**WHAT THE TASK ASKS:**
Read through the records below and copy each line that uses the word "name".

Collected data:
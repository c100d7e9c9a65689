use chrono::{DateTime, Utc};
use serde::{Deserialize, Serialize};

use super::errors::ValidationError;

// ============================================================================
// Order Aggregate
// ============================================================================

#[derive(Debug, Clone, PartialEq, Serialize, Deserialize)]
pub struct Order {
    pub order_uid: String,
    pub track_number: String,
    pub entry: String,
    pub locale: String,
    #[serde(default)]
    pub internal_signature: String,
    pub customer_id: String,
    pub delivery_service: String,
    pub shardkey: String,
    pub sm_id: i64,
    pub date_created: DateTime<Utc>,
    pub oof_shard: String,
    pub delivery: Delivery,
    pub payment: Payment,
    pub items: Vec<OrderItem>,
}

#[derive(Debug, Clone, PartialEq, Serialize, Deserialize)]
pub struct Delivery {
    pub name: String,
    pub phone: String,
    pub zip: String,
    pub city: String,
    pub address: String,
    pub region: String,
    pub email: String,
}

#[derive(Debug, Clone, PartialEq, Serialize, Deserialize)]
pub struct Payment {
    pub transaction: String,
    pub request_id: Option<String>,
    pub currency: String,
    pub provider: String,
    pub amount: i64,
    pub payment_dt: i64,
    pub bank: String,
    pub delivery_cost: i64,
    pub goods_total: i64,
    pub custom_fee: i64,
}

#[derive(Debug, Clone, PartialEq, Serialize, Deserialize)]
pub struct OrderItem {
    pub chrt_id: i64,
    pub track_number: String,
    pub price: i64,
    pub rid: String,
    pub name: String,
    pub sale: i32,
    pub size: String,
    pub total_price: i64,
    pub nm_id: i64,
    pub brand: String,
    pub status: i32,
}

impl Order {
    /// Structural well-formedness check. Runs before any storage or cache
    /// access; a failing order is never persisted.
    pub fn validate(&self) -> Result<(), ValidationError> {
        required(&self.order_uid, "order_uid")?;
        required(&self.track_number, "track_number")?;
        required(&self.entry, "entry")?;
        required(&self.customer_id, "customer_id")?;
        required(&self.delivery_service, "delivery_service")?;

        self.delivery.validate()?;
        self.payment.validate()?;

        if self.items.is_empty() {
            return Err(ValidationError::EmptyItems);
        }
        for item in &self.items {
            item.validate()?;
        }

        Ok(())
    }
}

impl Delivery {
    fn validate(&self) -> Result<(), ValidationError> {
        required(&self.name, "delivery.name")?;
        required(&self.phone, "delivery.phone")?;
        required(&self.zip, "delivery.zip")?;
        required(&self.city, "delivery.city")?;
        required(&self.address, "delivery.address")?;
        required(&self.email, "delivery.email")?;
        Ok(())
    }
}

impl Payment {
    fn validate(&self) -> Result<(), ValidationError> {
        required(&self.transaction, "payment.transaction")?;
        required(&self.currency, "payment.currency")?;
        required(&self.provider, "payment.provider")?;
        non_negative(self.amount, "payment.amount")?;
        non_negative(self.delivery_cost, "payment.delivery_cost")?;
        non_negative(self.goods_total, "payment.goods_total")?;
        Ok(())
    }
}

impl OrderItem {
    fn validate(&self) -> Result<(), ValidationError> {
        required(&self.rid, "item.rid")?;
        required(&self.name, "item.name")?;
        non_negative(self.price, "item.price")?;
        non_negative(self.total_price, "item.total_price")?;
        Ok(())
    }
}

fn required(value: &str, field: &'static str) -> Result<(), ValidationError> {
    if value.trim().is_empty() {
        return Err(ValidationError::EmptyField(field));
    }
    Ok(())
}

fn non_negative(value: i64, field: &'static str) -> Result<(), ValidationError> {
    if value < 0 {
        return Err(ValidationError::Negative { field, value });
    }
    Ok(())
}

// ============================================================================
// Unit Tests
// ============================================================================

**FINAL ANSWER:**
    pub name: String,
    pub name: String,
        required(&self.name, "delivery.name")?;
        required(&self.name, "item.name")?;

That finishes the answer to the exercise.